To explain like two fundamental rules (we can make wrapper types, and do flatmap) I will:

- Write 5 paragraphs setting up an imaginary scenario involving fantasy elements of aliens, dragons, and a magical kindom where they speak using message boxes

- Introduce basic category theory by starting with what a functor is

- Explain all the effects of a monad in such general terms that it basically amounts to anything and everything - since a function can be anything and do everything and it's just function composition

- Write some snippets of Haskell, and just assume that you're familiar with the syntax

- Talk about how delicious burritos are

I understood the monad concept for a few months in university. After the exam was over, I soon stopped understanding it. The same thing happened with the concept of VC dimension. It's kind of interesting, because we usually don't think of "understanding" as something that comes with a time limit.
I have always thought that monads are just side effects and that's it.
Nope. For example lists are monads, but doesn’t have anything to do with side-effects.
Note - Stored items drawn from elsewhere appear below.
use crate::config::JiraConfig;
use crate::error::{ForgeError, Result};
use serde::de::DeserializeOwned;
use serde::{Deserialize, Serialize};
use std::collections::BTreeMap;

// ---------------------------------------------------------------------------
// Wire types
// ---------------------------------------------------------------------------

#[derive(Debug, Clone, PartialEq, Eq, Serialize, Deserialize)]
pub struct JiraProject {
    pub id: String,
    pub key: String,
    pub name: String,
}

#[derive(Debug, Clone, PartialEq, Eq, Deserialize)]
pub struct IssueTypeRef {
    pub id: String,
    pub name: String,
}

#[derive(Debug, Deserialize)]
struct CreateMetaIssueTypes {
    /// Older instances answer `issueTypes`, paginated ones `values`.
    #[serde(default, rename = "issueTypes", alias = "values")]
    issue_types: Vec<IssueTypeRef>,
}

/// One entry of an issue type's field schema. Only the display name is used.
#[derive(Debug, Clone, Default, PartialEq, Eq, Serialize, Deserialize)]
pub struct FieldSchema {
    #[serde(default)]
    pub name: String,
}

#[derive(Debug, Deserialize)]
#[serde(rename_all = "camelCase")]
struct FieldListEntry {
    field_id: String,
    #[serde(default)]
    name: String,
}

#[derive(Debug, Deserialize)]
#[serde(untagged)]
enum FieldsPayload {
    Map(BTreeMap<String, FieldSchema>),
    List(Vec<FieldListEntry>),
}

#[derive(Debug, Deserialize)]
struct IssueTypeDetail {
    #[serde(default)]
    fields: Option<FieldsPayload>,
}

// ---------------------------------------------------------------------------
// JiraClient
// ---------------------------------------------------------------------------

/// Thin async wrapper over the Jira Cloud REST API v3 with basic auth.
#[derive(Debug, Clone)]
pub struct JiraClient {
    http: reqwest::Client,
    base_url: String,
    email: String,
    api_token: String,
}

impl JiraClient {
    pub fn new(
        http: reqwest::Client,
        base_url: impl Into<String>,
        email: impl Into<String>,
        api_token: impl Into<String>,
    ) -> Self {
        Self {
            http,
            base_url: base_url.into().trim_end_matches('/').to_string(),
            email: email.into(),
            api_token: api_token.into(),
        }
    }

    pub fn from_config(http: reqwest::Client, config: &JiraConfig) -> Result<Self> {
        let (base_url, email, token) = config
            .credentials()
            .ok_or(ForgeError::NotConfigured("Jira"))?;
        Ok(Self::new(http, base_url, email, token))
    }

    fn url(&self, path: &str) -> String {
        format!("{}{}", self.base_url, path)
    }

    async fn get_json<T: DeserializeOwned>(&self, path: &str) -> Result<T> {
        tracing::debug!(path, "GET Jira");
        let response = self
            .http
            .get(self.url(path))
            .basic_auth(&self.email, Some(&self.api_token))
            .header("Accept", "application/json")
            .send()
            .await
            .map_err(|e| ForgeError::JiraTransport(format!("GET {path}: {e}")))?;

        let status = response.status();
        if !status.is_success() {
            let body = response.text().await.unwrap_or_default();
            return Err(ForgeError::JiraTransport(format!(
                "GET {path} returned HTTP {}: {body}",
                status.as_u16()
            )));
        }
        response
            .json()
            .await
            .map_err(|e| ForgeError::JiraTransport(format!("GET {path}: invalid body: {e}")))
    }

    /// `GET /rest/api/3/project`
    pub async fn list_projects(&self) -> Result<Vec<JiraProject>> {
        self.get_json("/rest/api/3/project").await
    }

    /// `GET /rest/api/3/issue/createmeta/{project}/issuetypes`
    pub async fn issue_types(&self, project_key: &str) -> Result<Vec<IssueTypeRef>> {
        let meta: CreateMetaIssueTypes = self
            .get_json(&format!("/rest/api/3/issue/createmeta/{project_key}/issuetypes"))
            .await?;
        Ok(meta.issue_types)
    }

    /// `GET /rest/api/3/issuetype/{id}`, keyed by field id. An issue type
    /// without a `fields` member yields an empty map.
    pub async fn issue_type_fields(
        &self,
        issue_type_id: &str,
    ) -> Result<BTreeMap<String, FieldSchema>> {
        let detail: IssueTypeDetail = self
            .get_json(&format!("/rest/api/3/issuetype/{issue_type_id}"))
            .await?;
        Ok(match detail.fields {
            None => BTreeMap::new(),
            Some(FieldsPayload::Map(map)) => map,
            Some(FieldsPayload::List(list)) => list
                .into_iter()
                .map(|f| (f.field_id, FieldSchema { name: f.name }))
                .collect(),
        })
    }

    /// `POST /rest/api/3/issue`. Any non-2xx answer is returned verbatim as
    /// [`ForgeError::JiraIssueRejected`].
    pub async fn create_issue(&self, payload: &serde_json::Value) -> Result<serde_json::Value> {
        let response = self
            .http
            .post(self.url("/rest/api/3/issue"))
            .basic_auth(&self.email, Some(&self.api_token))
            .json(payload)
            .send()
            .await
            .map_err(|e| ForgeError::JiraTransport(format!("POST /rest/api/3/issue: {e}")))?;

        let status = response.status();
        let body = response
            .text()
            .await
            .map_err(|e| ForgeError::JiraTransport(format!("POST /rest/api/3/issue: {e}")))?;
        if !status.is_success() {
            return Err(ForgeError::JiraIssueRejected {
                status: status.as_u16(),
                body,
            });
        }
        Ok(serde_json::from_str(&body)?)
    }
}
Monads are just a pattern for chaining functions.

A good explanation I read once.

That the best way to understand Monads, was to write a Tutorial about Monads.

Which does make sense. To understand a subject, the best way is to teach the subject.

2015 was the best for Haskell. Definitely had a bit of a moment.
It took me a long time to write an explainer on embeddings, and one day I will finally finish my Monad tutorial. I think fundamentally you need to have needed them to solve a problem to get them, and outside of pure languages you have to do a lot of special-condition setup to explain why you need them. "You Could Have Invented Monads"[0] is probably my favourite existing one.

0: https://blog.sigfpe.com/2006/08/you-could-have-invented-mona...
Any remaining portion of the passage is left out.